What you should do>
In the data, find the word "FacadeResult" and copy out every line that has it.

──────── Information provided

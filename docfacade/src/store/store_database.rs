use crate::errors::FacadeResult;
use crate::store::StoreCollection;
use std::ops::Deref;
use std::sync::Arc;

/// Database-level interface of a document store client.
pub trait StoreDatabaseProvider: Send + Sync {
    /// Name of the database.
    fn name(&self) -> String;

    /// Handle to a collection; collections come into existence with their
    /// first write or index.
    fn collection(&self, name: &str) -> FacadeResult<StoreCollection>;

    /// Names of the collections holding data or indexes.
    fn collection_names(&self) -> FacadeResult<Vec<String>>;

    fn drop_collection(&self, name: &str) -> FacadeResult<bool>;
}

/// Cheap-to-clone handle to a store database.
#[derive(Clone)]
pub struct StoreDatabase {
    inner: Arc<dyn StoreDatabaseProvider>,
}

impl StoreDatabase {
    pub fn new<T: StoreDatabaseProvider + 'static>(inner: T) -> Self {
        StoreDatabase { inner: Arc::new(inner) }
    }
}

impl Deref for StoreDatabase {
    type Target = Arc<dyn StoreDatabaseProvider>;

    fn deref(&self) -> &Self::Target {
        &self.inner
    }
}
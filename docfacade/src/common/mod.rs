//! Common types and utilities shared across the crate.
mod constants;
mod sort_order;
pub(crate) mod stream;
mod util;
mod value;

pub use constants::*;
pub use sort_order::*;
pub use stream::*;
pub use util::*;
pub use value::*;
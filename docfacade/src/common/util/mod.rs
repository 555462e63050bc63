mod document_utils;
mod type_utils;

pub use document_utils::*;
pub use type_utils::*;
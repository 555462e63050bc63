use crate::store::WriteConcern;

/// Options for controlling update operations.
///
/// # Examples
///
/// ```rust,ignore
/// use docfacade::store::{UpdateOptions, upsert, multi};
///
/// // Insert when nothing matches
/// let options = upsert();
///
/// // Update every matching document
/// let options = multi();
///
/// // Custom options
/// let options = UpdateOptions::new(true, true, WriteConcern::from_w(2));
/// ```
#[derive(Debug, Clone, Copy, PartialEq, Eq, Default)]
pub struct UpdateOptions {
    upsert: bool,
    multi: bool,
    write_concern: WriteConcern,
}

impl UpdateOptions {
    pub fn new(upsert: bool, multi: bool, write_concern: WriteConcern) -> Self {
        Self {
            upsert,
            multi,
            write_concern,
        }
    }

    /// Returns whether to insert a document when nothing matches.
    pub fn is_upsert(&self) -> bool {
        self.upsert
    }

    /// Returns whether every matching document is updated instead of the
    /// first one only.
    pub fn is_multi(&self) -> bool {
        self.multi
    }

    pub fn write_concern(&self) -> WriteConcern {
        self.write_concern
    }

    pub fn with_write_concern(mut self, write_concern: WriteConcern) -> Self {
        self.write_concern = write_concern;
        self
    }
}

/// Creates `UpdateOptions` with upsert behavior.
pub fn upsert() -> UpdateOptions {
    UpdateOptions::new(true, false, WriteConcern::default())
}

/// Creates `UpdateOptions` that update every matching document.
pub fn multi() -> UpdateOptions {
    UpdateOptions::new(false, true, WriteConcern::default())
}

────────────────

Written solution>
use crate::errors::FacadeResult;
    fn collection(&self, name: &str) -> FacadeResult<StoreCollection>;
    fn collection_names(&self) -> FacadeResult<Vec<String>>;
    fn drop_collection(&self, name: &str) -> FacadeResult<bool>;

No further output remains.